The UK after the Elections
This podcast is performed by Francis Ghilès. The general elections in the UK have resulted in conservatives making unexpected wins while the labor and other smaller parties, notwithstanding SNP's major rise, saw some declines. This Webinar will aim to analyze the causes and implications of such results. The Virtual Brief held in Policy Center for the New South under the theme "The UK after the Elections", was presented by Francis Ghilès, Associate Senior Researcher at CIDOB, and the following summarizes the discussions of the brief:
The 56th Parliament general elections of the United Kingdom held on the 7th of May 2015 have resulted in Conservatives making unexpected wins while the labor and other smaller parties, notwithstanding SNP's major rise, saw some declines. This webinar will aimed to analyze the circumstances and implications of such results.
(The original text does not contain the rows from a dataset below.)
//! End-to-end pipeline tests: gating, region priority, idempotent mounting
//! and graceful degradation, driven through a scripted backend.

use std::sync::Arc;
use std::sync::Mutex;
use std::sync::atomic::{AtomicUsize, Ordering};

use anyhow::Result;
use async_trait::async_trait;

use bestprice::infrastructure::ReadyState;
use bestprice::{
    CredentialStore, OverlayConfig, PageLifecycleController, PricingBackend, StaticDocument,
};

const PRODUCT_URL: &str = "https://store.steampowered.com/app/730/CS2/";

const PRODUCT_PAGE: &str = r#"<html><head></head><body>
    <div id="application_config" data-config='{"COUNTRY":"DE"}'></div>
    <div id="game_area_purchase"></div>
</body></html>"#;

fn price_payload() -> String {
    r#"{
        "official_price": "19.99",
        "keyshop_price": "N/A",
        "historical_official": "N/A",
        "historical_keyshops": "N/A",
        "currency": "USD",
        "url": "https://gg.deals/steam/app/730/"
    }"#
    .to_string()
}

#[derive(Default)]
struct ScriptedBackend {
    payload: Option<String>,
    fail: bool,
    calls: AtomicUsize,
    requests: Mutex<Vec<(String, String)>>,
}

impl ScriptedBackend {
    fn returning(payload: &str) -> Self {
        Self {
            payload: Some(payload.to_string()),
            ..Self::default()
        }
    }

    fn calls(&self) -> usize {
        self.calls.load(Ordering::SeqCst)
    }
}

#[async_trait]
impl PricingBackend for ScriptedBackend {
    async fn get_ggdeals_prices(
        &self,
        app_id: &str,
        region_code: &str,
    ) -> Result<Option<String>> {
        self.calls.fetch_add(1, Ordering::SeqCst);
        self.requests
            .lock()
            .unwrap()
            .push((app_id.to_string(), region_code.to_string()));
        if self.fail {
            anyhow::bail!("backend unavailable");
        }
        Ok(self.payload.clone())
    }

    async fn load_api_key(&self) -> Result<String> {
        Ok(String::new())
    }

    async fn save_api_key(&self, _key: &str) -> Result<bool> {
        Ok(true)
    }
}

fn controller(backend: Arc<ScriptedBackend>) -> PageLifecycleController {
    PageLifecycleController::new(backend, OverlayConfig::default())
}

#[tokio::test]
async fn non_product_page_issues_no_backend_calls() {
    let backend = Arc::new(ScriptedBackend::returning(&price_payload()));
    let mut document = StaticDocument::parse(PRODUCT_PAGE);

    controller(backend.clone())
        .attach("https://store.steampowered.com/bundle/123/", &mut document)
        .await;

    assert_eq!(backend.calls(), 0);
    assert!(document.inserted_fragments().is_empty());
    assert!(document.appended_styles().is_empty());
}

#[tokio::test]
async fn loaded_product_page_mounts_the_widget_once() {
    let backend = Arc::new(ScriptedBackend::returning(&price_payload()));
    let mut document = StaticDocument::parse(PRODUCT_PAGE);
    let mut controller = controller(backend.clone());

    controller.attach(PRODUCT_URL, &mut document).await;

    assert_eq!(backend.calls(), 1);
    // Region resolved from the config blob and lower-cased for the call
    assert_eq!(
        backend.requests.lock().unwrap()[0],
        ("730".to_string(), "de".to_string())
    );
    assert_eq!(document.appended_styles().len(), 1);

    let fragments = document.inserted_fragments();
    assert_eq!(fragments.len(), 1);
    assert_eq!(fragments[0].anchor_id, "game_area_purchase");
    assert!(fragments[0].html.contains("Official:"));
    assert!(fragments[0].html.contains("19.99 USD"));
    assert!(fragments[0].html.contains("https://gg.deals/steam/app/730/"));

    // Re-attaching the same controller is a no-op
    controller.attach(PRODUCT_URL, &mut document).await;
    assert_eq!(backend.calls(), 1);
    assert_eq!(document.inserted_fragments().len(), 1);
}

#[tokio::test]
async fn config_blob_region_wins_over_the_cookie() {
    let backend = Arc::new(ScriptedBackend::returning(&price_payload()));
    let mut document = StaticDocument::parse(PRODUCT_PAGE).with_cookies("steamCountry=US%7Cx");

    controller(backend.clone())
        .attach(PRODUCT_URL, &mut document)
        .await;

    assert_eq!(backend.requests.lock().unwrap()[0].1, "de");
}

#[tokio::test]
async fn deferred_run_fires_exactly_once() {
    let backend = Arc::new(ScriptedBackend::returning(&price_payload()));
    let mut document =
        StaticDocument::parse(PRODUCT_PAGE).with_ready_state(ReadyState::Loading);
    let mut controller = controller(backend.clone());

    controller.attach(PRODUCT_URL, &mut document).await;
    assert_eq!(backend.calls(), 0);

    document.finish_loading();
    controller.notify_loaded(PRODUCT_URL, &mut document).await;
    assert_eq!(backend.calls(), 1);
    assert_eq!(document.inserted_fragments().len(), 1);

    // A second load signal must not re-run the pipeline
    controller.notify_loaded(PRODUCT_URL, &mut document).await;
    assert_eq!(backend.calls(), 1);
    assert_eq!(document.inserted_fragments().len(), 1);
}

#[tokio::test]
async fn empty_backend_result_renders_nothing() {
    let backend = Arc::new(ScriptedBackend::default());
    let mut document = StaticDocument::parse(PRODUCT_PAGE);

    controller(backend.clone())
        .attach(PRODUCT_URL, &mut document)
        .await;

    assert_eq!(backend.calls(), 1);
    assert!(document.inserted_fragments().is_empty());
    // Styles are injected regardless of price data
    assert_eq!(document.appended_styles().len(), 1);
}

#[tokio::test]
async fn malformed_payload_completes_without_rendering() {
    let backend = Arc::new(ScriptedBackend::returning("definitely not json"));
    let mut document = StaticDocument::parse(PRODUCT_PAGE);

    controller(backend.clone())
        .attach(PRODUCT_URL, &mut document)
        .await;

    assert_eq!(backend.calls(), 1);
    assert!(document.inserted_fragments().is_empty());
}

#[tokio::test]
async fn backend_failure_degrades_silently() {
    let backend = Arc::new(ScriptedBackend {
        fail: true,
        ..ScriptedBackend::default()
    });
    let mut document = StaticDocument::parse(PRODUCT_PAGE);

    controller(backend.clone())
        .attach(PRODUCT_URL, &mut document)
        .await;

    assert_eq!(backend.calls(), 1);
    assert!(document.inserted_fragments().is_empty());
}

#[tokio::test]
async fn missing_anchor_leaves_the_page_untouched() {
    let backend = Arc::new(ScriptedBackend::returning(&price_payload()));
    let mut document = StaticDocument::parse(
        r#"<html><body>
            <div id="application_config" data-config='{"COUNTRY":"DE"}'></div>
        </body></html>"#,
    );

    controller(backend.clone())
        .attach(PRODUCT_URL, &mut document)
        .await;

    assert_eq!(backend.calls(), 1);
    assert!(document.inserted_fragments().is_empty());
}

#[tokio::test]
async fn unresolvable_context_issues_no_fetch() {
    let backend = Arc::new(ScriptedBackend::returning(&price_payload()));
    // Product page, but no region source anywhere
    let mut document = StaticDocument::parse(
        r#"<html><body><div id="game_area_purchase"></div></body></html>"#,
    );

    controller(backend.clone())
        .attach(PRODUCT_URL, &mut document)
        .await;

    assert_eq!(backend.calls(), 0);
    assert!(document.inserted_fragments().is_empty());
}

#[tokio::test]
async fn api_key_round_trips_through_the_store() {
    let dir = tempfile::tempdir().unwrap();
    let store = CredentialStore::with_path(dir.path().join("credentials.json"));

    assert!(store.save_api_key("gg-deals-key").await.unwrap());
    assert_eq!(store.load_api_key().await.unwrap(), "gg-deals-key");
}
The Conservatives won 12-seat majorities in parliament as Labour Party members were almost wiped out by the Scottish National Party (SNP) in Scotland, and the Liberal Democrats suffered major losses. The campaign was marked by the growing support for the United Kingdom Independence Party (UKIP), which came third in terms of votes. UKIP voters are perceived to be those abandoned by the Conservatives and New Labor, who have had some difficulties in adjusting to modern Britain and its new ethnic composition.
In contrast, Francis Ghiles explained that the dismaying results of the Labour party were partly due to its collapse in Scotland and the fragmentation of votes. Aside, Miliband’s personality as the Leader of the Labor Party did not create a general consensus due to many of his controversies. The reputation of the last Labor government as economically incompetent jeopardized the desire for stability that most of the voters were looking for in the current elections. However, there is still a margin of hope for the Labor Party to regain its popularity in the long term and it lays in the absence of commonality.